•  
  •  
  •  
  •  
  •  
  •  
  •  
  •  
  •  
  •  
  •  
  •  
  •  
  •  
  •  
  •  
  •  
  •  
  •  
  •  
  •  
  •  
  •  
  •  
Des panneaux solaires installé au-dessus de cerisiers.

L’agrivoltaïsme pour protéger les cultures

Le monde entier est confronté au défi de la transition climatique. Il faut de toute urgence produire de l'énergie de façon durable. En France, une approche novatrice allie protection des cultures et production d’énergie solaire. Mais si elle est porteuse d'espoir pour certains, elle soulève tout de même des questions d'acceptabilité sociale.

Le soleil est radieux en ce début de juin dans la Drôme. Cette région du sud-est de la France est l'une de ses principales productrices de fruits. Au détour d’une route de campagne, près de Loriol, des panneaux photovoltaïques font de l’ombre au beau milieu d’un verger de cerisiers. C’est ici que l’entreprise Sun’Agri teste une nouvelle technologie : l’agrivoltaïsme.

Le plus important dans "agrivoltaïsme", c'est "agri", insiste d’entrée de jeu Thomas Tillou.

Responsable du développement international chez Sun’Agri, il rappelle que la définition de l’agrivoltaïsme implique nécessairement que l’installation fournisse un véritable service aux terres agricoles qu’elle surplombe.

C'est un outil agricole fait de panneaux photovoltaïques et qui permet, par ailleurs, de produire de l'électricité que l'on dit verte. Solaire.

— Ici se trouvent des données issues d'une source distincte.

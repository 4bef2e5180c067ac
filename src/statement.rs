//! Prepared statement handle.

use std::time::Duration;

use crate::conn::{lock_open, run_exec, run_query};
use crate::context::Context;
use crate::error::{Error, Result};
use crate::native::{Session, StatementDescription};
use crate::session::SessionHandle;
use crate::sql::{self, ExecResult};
use crate::value::{NamedValue, Value};

/// Bound on deallocating the statement in [`sql::Stmt::close`].
const CLOSE_TIMEOUT: Duration = Duration::from_secs(5);

/// A server-side prepared statement on one session.
///
/// Executes by name through the owning connection's exec/query paths.
pub struct Statement<S> {
    session: SessionHandle<S>,
    description: StatementDescription,
}

impl<S: Session> Statement<S> {
    pub(crate) fn new(session: SessionHandle<S>, description: StatementDescription) -> Self {
        Self {
            session,
            description,
        }
    }

    /// What the server reported when the statement was prepared.
    pub fn description(&self) -> &StatementDescription {
        &self.description
    }
}

impl<S: Session> sql::Stmt for Statement<S> {
    fn num_input(&self) -> Option<usize> {
        Some(self.description.param_oids.len())
    }

    fn exec(&mut self, ctx: &Context, args: &[NamedValue]) -> Result<ExecResult> {
        run_exec(&self.session, ctx, &self.description.name, args)
    }

    fn query(&mut self, ctx: &Context, args: &[NamedValue]) -> Result<Box<dyn sql::Rows>> {
        let rows = run_query(&self.session, ctx, &self.description.name, args)?;
        Ok(Box::new(rows))
    }

    fn exec_without_context(&mut self, _args: &[Value]) -> Result<ExecResult> {
        Err(Error::Deprecated("Stmt::exec_without_context"))
    }

    fn query_without_context(&mut self, _args: &[Value]) -> Result<Box<dyn sql::Rows>> {
        Err(Error::Deprecated("Stmt::query_without_context"))
    }

    fn close(&mut self) -> Result<()> {
        let ctx = Context::with_timeout(CLOSE_TIMEOUT);
        lock_open(&self.session)?.deallocate(&ctx, &self.description.name)
    }
}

Une citation de Thomas Tillou, responsable du développement international, Sun’Agri
Thomas Tillou en entrevue.

Thomas Tillou est responsable du développement international chez Sun’Agri.

Photo : Radio-Canada

Grâce à une station météo et à différents capteurs installés sur le site, l’entreprise analyse en temps réel l'évolution des conditions météorologiques. Elle peut orienter les panneaux pour produire de l’électricité et protéger les cultures de la chaleur ou des intempéries.

Ce qu'on constate globalement sur nos installations agrivoltaïques, c'est qu'on va réduire fortement les pertes par brûlure sur les fruits, assure M. Tillou. On va réduire les besoins en irrigation jusqu'à 30 % sur un certain nombre de cultures.

Ici, par exemple, on constate des fruits et une production de fruits de meilleure qualité et moins sujette effectivement aux aléas, ajoute-t-il.

Des branches de cerisier sous des panneaux solaires.

Les panneaux solaires protègent les cerises des brûlures.

Photo : Radio-Canada

C’est sur l’exploitation de la famille Clair que le dispositif expérimental a été déployé.

En cueillant les derniers fruits de la saison, Adrien Clair nous parle des avantages que procurent les panneaux au-dessus de ses cerisiers.

Dès qu'ils détectent une goutte de pluie, ils se mettent automatiquement à plat, ce qui fait que nous, ça nous protège pour l'éclatement de la cerise quand c'est bien mûr, explique M. Clair. Et on a vu quelques résultats : effectivement, on avait moins d'éclatement dessous.

Deux hommes inspectent le contenu d'une chaudière.

La famille Clair a accueilli sur sa terre le dispositif expérimental de Sun'Agri.

Photo : Radio-Canada

L’entente avec la famille Clair s’échelonne sur une période de 30 ans. Le verger demeure sa propriété. L’installation de la structure se fait aux frais de Sun’Agri. En contrepartie, l'entreprise encaisse les revenus de la production d’électricité.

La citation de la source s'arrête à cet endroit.